Go all out...always.

This post will be a veritable visual cornucopia of my adventures today.

To begin with, here is today's 'mise en place' (yep...its french...I'm edumicated):



Here is a quick trip around the pile of goodness. Starting in the bottom left we have a bag of pork fatback. The most amazing fat. In fact it is so amazing let me pause here to expound a bit. It is so wonderful that the Spanish and others use it to prepare a dish called...exquisitely...Lardo. No joke. And yes, if you are asking yourself "Is Jeremy actually going to make that?!?" Yes my friend, I am. and if you come over I might give you some...sliced paper thin on some of my wife's awesome toasted bread...with a strong Scotch ale...

This is pure fat. Here is a closer picture:



Those few slivers of meat are all that exist. This fatback came off a hog that was slaughtered this morning. I love living down the street from the butcher. The hogs are raised by a local farmer. All grain fed and pretty fatty. Not like those chump hogs that commercial farmers are raising these days.

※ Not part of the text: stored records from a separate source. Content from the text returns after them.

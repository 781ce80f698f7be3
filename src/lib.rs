// src/lib.rs

//! kpm — package manager for jailbroken Kindle e-readers
//!
//! Packages are .kpkg archives (normalized tar under an optional xz or gzip
//! layer) carrying a manifest.json. Records from remote catalogs, local
//! archive files, and the installed tree feed one backtracking resolver;
//! the resolved set is diffed against the installed state into an ordered
//! transition plan, which the transaction engine executes step by step.
//!
//! # Architecture
//!
//! - One version per package id, selected newest-first under constraints
//! - Catalog sources behind a shared fetch/download contract
//! - Installed state derived by scanning the install root, never cached
//! - Sequential transactions, cooperative cancellation, no rollback

pub mod cancel;
pub mod compression;
pub mod config;
mod error;
pub mod kpkg;
pub mod manifest;
pub mod repository;
pub mod resolver;
pub mod scriptlet;
pub mod state;
pub mod transaction;
pub mod version;

pub use cancel::CancelToken;
pub use config::KpmConfig;
pub use error::{Error, Result};
pub use manifest::{DependencySpec, Manifest};
pub use resolver::{Constraint, ResolvedSet, Resolver, VersionedPackage};
pub use transaction::{plan_transition, TransactionEngine, TransitionPlan};
pub use version::{SemanticVersion, VersionRange};
// src/scriptlet/mod.rs

//! Install/uninstall hook execution
//!
//! Each package may ship `install.sh` and `uninstall.sh` at its root. Hooks
//! run through a login shell with the package directory as working
//! directory and the package manager's paths in the environment:
//!
//! - `KPM_INSTALL_DIR` — the package's own directory
//! - `KPM_BASE_DIR` — the package manager base directory
//! - `KPM_USERSTORE_DIR` — the device userstore
//!
//! The child is polled so a tripped cancellation token kills it instead of
//! waiting for completion.

use crate::cancel::CancelToken;
use crate::config::KpmConfig;
use crate::error::{Error, Result};
use std::path::Path;
use std::process::{Command, Stdio};
use std::time::Duration;
use tracing::{debug, warn};
use wait_timeout::ChildExt;

/// How long to wait between cancellation checks on a running hook
const POLL_INTERVAL: Duration = Duration::from_millis(200);

/// Environment variable naming the package's install directory
pub const ENV_INSTALL_DIR: &str = "KPM_INSTALL_DIR";
/// Environment variable naming the base directory
pub const ENV_BASE_DIR: &str = "KPM_BASE_DIR";
/// Environment variable naming the userstore directory
pub const ENV_USERSTORE_DIR: &str = "KPM_USERSTORE_DIR";

/// Run a hook script in `package_dir`
///
/// The script is invoked as `/bin/sh -l <script>`, inheriting stdout and
/// stderr so the user sees hook output directly. A non-zero exit status is
/// an error.
pub fn run_hook(
    script_path: &Path,
    package_dir: &Path,
    config: &KpmConfig,
    cancel: &CancelToken,
) -> Result<()> {
    cancel.check()?;
    debug!(script = %script_path.display(), "running hook");

    let mut child = Command::new("/bin/sh")
        .arg("-l")
        .arg(script_path)
        .current_dir(package_dir)
        .env(ENV_INSTALL_DIR, package_dir)
        .env(ENV_BASE_DIR, config.base_dir())
        .env(ENV_USERSTORE_DIR, config.userstore_dir())
        .stdin(Stdio::null())
        .stdout(Stdio::inherit())
        .stderr(Stdio::inherit())
        .spawn()
        .map_err(|e| {
            Error::HookError(format!("Failed to start {}: {e}", script_path.display()))
        })?;

    loop {
        if cancel.is_cancelled() {
            warn!(script = %script_path.display(), "cancelled, killing hook");
            let _ = child.kill();
            let _ = child.wait();
            return Err(Error::Cancelled);
        }

        match child.wait_timeout(POLL_INTERVAL) {
            Ok(Some(status)) => {
                if status.success() {
                    return Ok(());
                }
                return Err(Error::HookError(format!(
                    "{} exited with status {}",
                    script_path.display(),
                    status
                )));
            }
            Ok(None) => continue,
            Err(e) => {
                return Err(Error::HookError(format!(
                    "Failed to wait for {}: {e}",
                    script_path.display()
                )));
            }
        }
    }
}

#[cfg(test)]
mod tests {
    use super::*;
    use std::fs;

    fn test_config(dir: &Path) -> KpmConfig {
        KpmConfig::with_base_dir(dir.join("base"))
    }

    #[test]
    fn test_successful_hook_runs() {
        let dir = tempfile::tempdir().unwrap();
        let pkg_dir = dir.path().join("pkg");
        fs::create_dir(&pkg_dir).unwrap();

        let script = pkg_dir.join("install.sh");
        fs::write(&script, "#!/bin/sh\ntest -n \"$KPM_INSTALL_DIR\"\n").unwrap();

        run_hook(
            &script,
            &pkg_dir,
            &test_config(dir.path()),
            &CancelToken::new(),
        )
        .unwrap();
    }

    #[test]
    fn test_environment_reaches_the_hook() {
        let dir = tempfile::tempdir().unwrap();
        let pkg_dir = dir.path().join("pkg");
        fs::create_dir(&pkg_dir).unwrap();

        // The hook records its environment for the test to inspect
        let script = pkg_dir.join("install.sh");
        fs::write(
            &script,
            "#!/bin/sh\necho \"$KPM_INSTALL_DIR:$KPM_BASE_DIR\" > env.txt\n",
        )
        .unwrap();

        let config = test_config(dir.path());
        run_hook(&script, &pkg_dir, &config, &CancelToken::new()).unwrap();

        let recorded = fs::read_to_string(pkg_dir.join("env.txt")).unwrap();
        assert_eq!(
            recorded.trim(),
            format!(
                "{}:{}",
                pkg_dir.display(),
                config.base_dir().display()
            )
        );
    }

    #[test]
    fn test_failing_hook_is_an_error() {
        let dir = tempfile::tempdir().unwrap();
        let pkg_dir = dir.path().join("pkg");
        fs::create_dir(&pkg_dir).unwrap();

        let script = pkg_dir.join("uninstall.sh");
        fs::write(&script, "#!/bin/sh\nexit 3\n").unwrap();

        let err = run_hook(
            &script,
            &pkg_dir,
            &test_config(dir.path()),
            &CancelToken::new(),
        )
        .unwrap_err();
        assert!(matches!(err, Error::HookError(_)));
    }

    #[test]
    fn test_pre_cancelled_hook_never_starts() {
        let dir = tempfile::tempdir().unwrap();
        let pkg_dir = dir.path().join("pkg");
        fs::create_dir(&pkg_dir).unwrap();

        let script = pkg_dir.join("install.sh");
        fs::write(&script, "#!/bin/sh\ntouch ran.txt\n").unwrap();

        let cancel = CancelToken::new();
        cancel.cancel();
        let err = run_hook(&script, &pkg_dir, &test_config(dir.path()), &cancel).unwrap_err();
        assert!(matches!(err, Error::Cancelled));
        assert!(!pkg_dir.join("ran.txt").exists());
    }
}
// src/error.rs

//! Error types for the kpm library
//!
//! A single error enum is used across the library. Variants carry a
//! formatted message describing the failing operation; callers add context
//! with `map_err` at the call site.

use thiserror::Error;

/// All errors produced by the kpm library
#[derive(Error, Debug)]
pub enum Error {
    /// Invalid input before any work started (bad URL scheme, bad flag value)
    #[error("Initialization error: {0}")]
    InitError(String),

    /// Filesystem or stream I/O failure
    #[error("I/O error: {0}")]
    IoError(String),

    /// HTTP fetch or byte download failure
    #[error("Download error: {0}")]
    DownloadError(String),

    /// Malformed JSON, version array, constraint string, or tar structure
    #[error("Parse error: {0}")]
    ParseError(String),

    /// A package, artifact, or file that was expected to exist does not
    #[error("Not found: {0}")]
    NotFound(String),

    /// An archive entry path attempts to escape the extraction root
    #[error("Path traversal attempt: {0}")]
    PathTraversal(String),

    /// An archive entry type that cannot be represented
    #[error("Unsupported entry: {0}")]
    UnsupportedEntry(String),

    /// The backtracking search exhausted all candidates
    #[error("Resolution error: {0}")]
    ResolutionError(String),

    /// An install/uninstall hook failed
    #[error("Hook error: {0}")]
    HookError(String),

    /// The ambient cancellation signal was tripped
    #[error("Operation cancelled")]
    Cancelled,
}

/// Result alias used throughout the library
pub type Result<T> = std::result::Result<T, Error>;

So what is this fatback for? It is used to bump up the fat content in the sausage. Not a whole lot is needed, but sausage must have enough fat (or GROSS artificial binders) or it will fall apart and be in general un-sausage-like. We wouldn't want that.

Now, back to the original picture. A refresher if you will as I'm sure all you can think about is your new found appreciation for fatback:



Above the fatback is my french press with the Aeropress next to it hiding a bit in the shadows. These contraptions brew up the best fruit juice known to man (coffee) and have nothing to do with sausage whatsoever, but I thought I would point them out because of their sheer goodness.

To the immediate right of the fatback there is a wall of spices. Paprika, fennel, garlic, ginger, coriander. All will be used.

Moving to the right we have cilantro at the top followed by a pork shoulder butt (taken from the same hog as the back fat...did I mention these were butchered as I waited...awesome) and below that some sheep casings. Casings will come up again. Casings are amazing.

Finally on the far right we have a family pack of chicken thighs. These were deboned and skinned. the bones were preserved for a future stock. The skins were tossed. I still cant find a viable use for it.

I began with a spicy Italian pork sausage. Go for gold, right?

Here is the recipe:

4 1/2 lbs. boneless pork shoulder butt, diced
8 oz. fatback, diced
40 grams kosher salt
32 grams sugar
16 grams fennel seeds, toasted
8 grams coriander seeds, toasted
24 grams paprika
2 grams cayenne pepper
4 grams dried oregano
12 grams hot red pepper flakes
8 grams coarsely ground black pepper
3/4 cup ice water
1/4 cup red wine vinegar, chilled
(HT: Charcuterie)

First, remember to keep everything cold. As cold as possible. Put the whole grinder in the freezer for a while and never let the sausage sit out of the fridge. If you can keep it in the freezer all the better. Fats emulsify at warm temperatures...you don't want this to happen.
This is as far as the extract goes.